After I read this intro, I was stoked to read on. I was expecting long rolling sentences without punctuation/end that would lull/mesmerize me into the terrifying Present. That’s the style, I imagined, that would best serve as a written version of a cinematic long take. The writer László Krasznahorkai, Bela Tarr’s collaborator, has works written in this Robbe-Grillet-ish style.
Instead, Lee greets us with vignettes/what I would analogize to scenic cuts in film—instead of long takes:
To a small village, at the end of winter, comes a mysterious package addressed to no one. Wrapped in brown paper and then underneath wrapped once again with a shroud, several members of the community open the package to reveal a strange looking copy of The Holy Bible. The book is bound in tattered black leather, and the mail sorter who holds it in his hands describes a sudden sense of wretched misery when he attempts to open the book. (19)
After this horrific Holy Bible (aka “the Word,” as it’s referred to later in the book) arrives, everyone in the village is inundated with the noise of “the repercussions from hearing the words” (19). So, it’s not the words themselves that terrify the town, but the deafening silence that these words leave. The words are never even cited anywhere in the text—the “content” doesn’t matter—it’s the impressions of the form that create the haunting/elusive Present.
This realization helped me enter Lee’s text differently. At first I found the multiple undeveloped characters/stories in this village (a machinist, lovers, a mail sorter, a doctor, a bartender, horses, dogs)—just that—undeveloped (and therefore annoyingly boring). Sure, there were moments of spectacular beauty amidst the boring/nothing—like the 46-item list of sensation between two lovers:
01. The smell of fresh rain on her hair
02. The feeling of the slight dampness of her hair on his nose
03. The feeling of smelling, looking at, and feeling her hair simultaneously in the rain
04. The feeling of being rained on while with her
05. The experience of waltzing with her in the rain… (52)
In his afterword, Jared Woodland states Lee’s “fragmented mode of telling makes incompleteness the dominant narrative condition… Narrative does not redeem” (144). So if the long take in film shows us how constructed our realities are, then the undeveloped narrative is our “modernist determination to restructure reality [mediating] the message into nothing but the medium” (Wagner 13). I think to translate the filmic long take into short, undeveloped prose (rather than bloated, run-on sentences) is a smart new look at staging the temporal.
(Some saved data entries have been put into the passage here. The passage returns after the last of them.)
pub mod args;
pub mod connection;
pub mod coordinator;
pub mod error;
pub mod gateway;
pub mod group;
pub mod ledger;
pub mod state;
pub mod store;
pub mod timer;

use crate::{
    args::Args,
    error::ApiError,
    group::{GroupSnapshot, NewGroup, Player},
    state::ServerState,
    store::InMemoryRosterStore,
};
use axum::{
    extract::{Path, State},
    http::StatusCode,
    response::{IntoResponse, Json},
    routing::{get, post},
    Router,
};
use serde::{Deserialize, Serialize};
use serde_json::json;
use std::sync::Arc;
use tower_http::{cors::CorsLayer, trace::TraceLayer};
use tracing::info;
use tracing_subscriber::prelude::*;
use uuid::Uuid;

pub use game_group_protocol as protocol;

pub fn setup_logging() {
    tracing_subscriber::registry()
        .with(
            tracing_subscriber::EnvFilter::try_from_default_env()
                .unwrap_or_else(|_| "game_group_server=info,tower_http=debug".into()),
        )
        .with(
            tracing_subscriber::fmt::layer()
                .compact()
                .with_file(false)
                .with_target(false),
        )
        .init();
}

pub async fn run(args: Args) -> anyhow::Result<()> {
    let state = ServerState::new(Arc::new(InMemoryRosterStore::new()), &args);
    let listener = tokio::net::TcpListener::bind(args.host).await?;

    info!("listening on {}", listener.local_addr()?);
    axum::serve(listener, app(state.clone()))
        .with_graceful_shutdown(shutdown_signal())
        .await?;

    state.coordinator.shutdown().await;
    info!("coordinator stopped");
    Ok(())
}

async fn shutdown_signal() {
    if let Err(e) = tokio::signal::ctrl_c().await {
        tracing::error!("failed to listen for shutdown signal: {e}");
        std::future::pending::<()>().await;
    }
}

pub fn app(state: ServerState) -> Router {
    Router::new()
        .route("/health", get(health_handler))
        .route("/groups", post(create_group_handler).get(list_groups_handler))
        .route("/groups/:group_id", get(get_group_handler))
        .route("/groups/:group_id/join", post(join_group_handler))
        .route("/ws", get(connection::ws_handler))
        .layer(CorsLayer::permissive())
        .layer(TraceLayer::new_for_http())
        .with_state(state)
}

pub async fn health_handler(State(state): State<ServerState>) -> impl IntoResponse {
    (
        StatusCode::OK,
        Json(json!({ "degraded_groups": state.coordinator.degraded_groups() })),
    )
}

#[derive(Deserialize)]
pub struct CreateGroupRequest {
    name: String,
    max_players: Option<u32>,
    game_timer_seconds: Option<u64>,
}

async fn create_group_handler(
    State(state): State<ServerState>,
    Json(payload): Json<CreateGroupRequest>,
) -> Result<impl IntoResponse, ApiError> {
    let name = payload.name.trim();
    if name.is_empty() {
        return Err(ApiError::InvalidInput("group name must not be empty".into()));
    }
    let max_players = payload.max_players.unwrap_or(state.defaults.max_players);
    let game_timer_seconds = payload
        .game_timer_seconds
        .unwrap_or(state.defaults.game_timer_seconds);
    if max_players == 0 || game_timer_seconds == 0 {
        return Err(ApiError::InvalidInput(
            "max_players and game_timer_seconds must be positive".into(),
        ));
    }

    let group = state
        .store
        .create_group(NewGroup {
            name: name.to_string(),
            max_players,
            game_timer_seconds,
        })
        .await?;
    info!(group_id = %group.id, name = %group.name, max_players, "group created");
    Ok((StatusCode::CREATED, Json(group)))
}

async fn list_groups_handler(State(state): State<ServerState>) -> Result<impl IntoResponse, ApiError> {
    Ok(Json(state.store.list_groups().await?))
}

async fn get_group_handler(
    State(state): State<ServerState>,
    Path(group_id): Path<Uuid>,
) -> Result<Json<GroupSnapshot>, ApiError> {
    Ok(Json(state.coordinator.snapshot(group_id).await?))
}

#[derive(Deserialize)]
pub struct JoinGroupRequest {
    username: String,
}

#[derive(Serialize)]
struct JoinGroupResponse {
    player: Player,
    group: GroupSnapshot,
}

async fn join_group_handler(
    State(state): State<ServerState>,
    Path(group_id): Path<Uuid>,
    Json(payload): Json<JoinGroupRequest>,
) -> Result<Json<JoinGroupResponse>, ApiError> {
    let username = payload.username.trim();
    if username.is_empty() {
        return Err(ApiError::InvalidInput("username must not be empty".into()));
    }

    let (player, group) = state.coordinator.join_new_player(group_id, username).await?;
    Ok(Json(JoinGroupResponse { player, group }))
}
I think one of my favorite parts (of many) in Damnation is one of the Machinist scenes (which I’ll leave you with to whet your appetite for more so you can go out and get the book). The repercussion of the utterance of the Word is, again, no words—taking the form of percussive rain—and the noise of that rain mixes with hackneyed song lyrics and vague recollections (I think Lee based this section on a scene from Tarr’s Damnation):
He could remember when the rain, like a sleepless assassin, would drown out everything else. You could barely hear yourself think … He used to love listening to music, before the noise, but it was now impossible to distinguish one sound over another….He couldn’t remember if it had been raining or not but he imagined that it was and now he could hear the rain matching the tone of his mother’s intermittent sobs, the radio still playing the sad melody. To him, it seemed the woman’s beautiful voice was translating the scene in his kitchen that night, was watching them like an angel and was singing for and about them:
It’s finished, it’s all over… over
And there won’t be another
It won’t be good ever again…
What can you do?
You lose your words,
Yet you cannot go.
It’s been over long ago.
It’s good there’s Shangri-La,
Good to know
I won’t be here long…
The sad saxophone: crying, the sound: beautiful and distant.
*Note to readers: For my book reviews, I may pick books that are not overtly feminist. However, I think in choosing to review books by women- and/or trans-identified people, I am choosing to promote writers that will hopefully change the overall (demographic) landscape of literary discussion, which, in my view, is predominantly male. In their essay “Numbers Trouble,” Juliana Spahr and Stephanie Young found that “between 1960 and 1999 women make up an average of 22% of writers [in mixed-gender anthologies].” Also, the VIDA Count is updating yearly stats showing that women are woefully underrepresented in the literary arts. Hopefully through this series/this blog, we can promote gender equality and great literary works at the same time.